M. Hartung est efficace sur les réseaux sociaux, alternant entre des prescriptions technocratiques pour améliorer la ville et des contenus plus effrayants, comme un article récent sur des immigrants combattant lors d’une course caritative dans la ville.

Les débats urbains sur l’immigration offrent une fenêtre sur la manière dont ces questions se posent au niveau local, souvent centrées sur un arrêt de bus sur une place centrale. Les anciens bureaux de poste, les restaurants de style années 1960, les restaurants avec de grandes enseignes au néon et les kebabs semblent tous pittoresques aux yeux des étrangers. Mais certains habitants se plaignent du fait que les jeunes immigrés traînent ici et ont des ennuis.

Toni Neuss, le seul candidat de centre-gauche à avoir remporté 6 pour cent des voix au premier tour de la course à la mairie, a déclaré qu’il s’agissait d’un malentendu alimenté par la fureur de M. Hartung et de ses partisans sur les réseaux sociaux.

“Les gens qui sont d’accord avec lui arrêtent d’aller à la Postplatz par peur”, m’a-t-il dit en faisant référence à la place. “Alors ils entendent parler de la catastrophe et ils y croient”, a déclaré M. Neuss.

Le succès de M. Hartung est à la fois bon et mauvais pour le plus grand parti d’extrême droite allemand, l’AfD.

C’est une perte pour l’AfD, dont le candidat à court terme n’a obtenu que 18,5 pour cent des voix au premier tour, loin derrière les 29 pour cent de M. Hartung.

À long terme, une victoire plus extrême du parti permettra à l’AfD de se présenter plus facilement comme une option plus modérée auprès des électeurs méfiants des autres régions du pays. L’AfD n’a pas soutenu M. Hartung, évitant ainsi ses petits rivaux.

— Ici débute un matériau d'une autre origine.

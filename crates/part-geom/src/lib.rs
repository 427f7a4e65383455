//! Geometric primitives shared by the part pipeline.
//!
//! Plain `f64` value types: 2D and 3D points and vectors, a 4x4 affine
//! [`Transform`], an axis-aligned [`BoundingBox`] and the principal [`Axis`]
//! enum used by edge predicates and radial patterns.

pub mod axis;
pub mod bbox;
pub mod point;
pub mod transform;
pub mod vector;

pub use axis::Axis;
pub use bbox::BoundingBox;
pub use point::{Point2d, Point3d};
pub use transform::Transform;
pub use vector::{Vec2, Vec3};

/// Lengths below this are treated as zero when normalizing.
pub const LENGTH_EPSILON: f64 = 1e-12;
use std::collections::BTreeMap;
use std::fmt;

use serde::{Deserialize, Serialize};

use crate::resolver::ConfigurationError;

/// Named working dimension of a part.
#[derive(Debug, Clone, Copy, PartialEq, Eq, Hash, PartialOrd, Ord, Serialize, Deserialize)]
pub enum Dim {
    /// Nominal torque, used as the size class.
    Torque,
    Bore,
    /// Bore plus keyway depth, measured across the bore.
    BoreWithKeyway,
    KeywayDepth,
    KeyWidth,
    HubDiameter,
    FlangeDiameter,
    Length,
    JawHeight,
    FlangeWidth,
    ChamferDistance,
    FilletRadius,
    /// Rotation of the cutter and mount sketches about the part axis, radians.
    SketchAngle,
    PatternCount,
    /// Flank angle of a jaw tooth, radians.
    ToothTaper,
    /// Height of the bore-circle point on a keyway flank.
    KeyFlank,
    /// Distance of keyway corner lines from the part axis.
    FilletOffset,
    ToothBaseHalfWidth,
    ToothTipHalfWidth,
    MountHalfAngle,
    ChainPitch,
    TeethCount,
    RollerDiameter,
    Width,
    PitchDiameter,
    TipDiameter,
    SeatRadius,
    InnerDiameter,
    OuterDiameter,
}

impl fmt::Display for Dim {
    fn fmt(&self, f: &mut fmt::Formatter<'_>) -> fmt::Result {
        fmt::Debug::fmt(self, f)
    }
}

/// Fully resolved dimension set. Iteration order is the `Dim` order.
#[derive(Debug, Clone, Default, PartialEq, Serialize, Deserialize)]
pub struct ResolvedDimensions {
    values: BTreeMap<Dim, f64>,
}

impl ResolvedDimensions {
    pub fn new() -> Self {
        Self::default()
    }

    pub fn insert(&mut self, dim: Dim, value: f64) {
        self.values.insert(dim, value);
    }

    /// Value of `dim`, or an error naming it when it was never resolved.
    pub fn get(&self, dim: Dim) -> Result<f64, ConfigurationError> {
        self.values
            .get(&dim)
            .copied()
            .ok_or(ConfigurationError::NotResolved { dim })
    }

    /// Value of `dim` rounded to a count.
    pub fn count(&self, dim: Dim) -> Result<usize, ConfigurationError> {
        let v = self.get(dim)?;
        if v.is_finite() && v >= 1.0 {
            Ok(v.round() as usize)
        } else {
            Err(ConfigurationError::InvalidDerived {
                reason: format!("{dim} must be a positive count, got {v}"),
            })
        }
    }

    pub fn contains(&self, dim: Dim) -> bool {
        self.values.contains_key(&dim)
    }

    pub fn len(&self) -> usize {
        self.values.len()
    }

    pub fn is_empty(&self) -> bool {
        self.values.is_empty()
    }

    pub fn iter(&self) -> impl Iterator<Item = (Dim, f64)> + '_ {
        self.values.iter().map(|(d, v)| (*d, *v))
    }
}

impl FromIterator<(Dim, f64)> for ResolvedDimensions {
    fn from_iter<I: IntoIterator<Item = (Dim, f64)>>(iter: I) -> Self {
        Self {
            values: iter.into_iter().collect(),
        }
    }
}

La popularité de M. Hartung reflète le succès de l’AfD à normaliser la rhétorique anti-immigration et à encourager même les partis traditionnels à l’imiter. Ce processus de normalisation a, à son tour, rendu des candidats comme M. Hartung plus acceptables pour certains électeurs, a déclaré l’analyste politique M. Höhne.

“Le populisme de droite est comme une porte d’accès à l’arène antidémocratique”, a déclaré M. Höhne. “Une fois que vous avez franchi cette porte, l’idéologie fondamentale de l’extrémisme de droite attend sa fin.”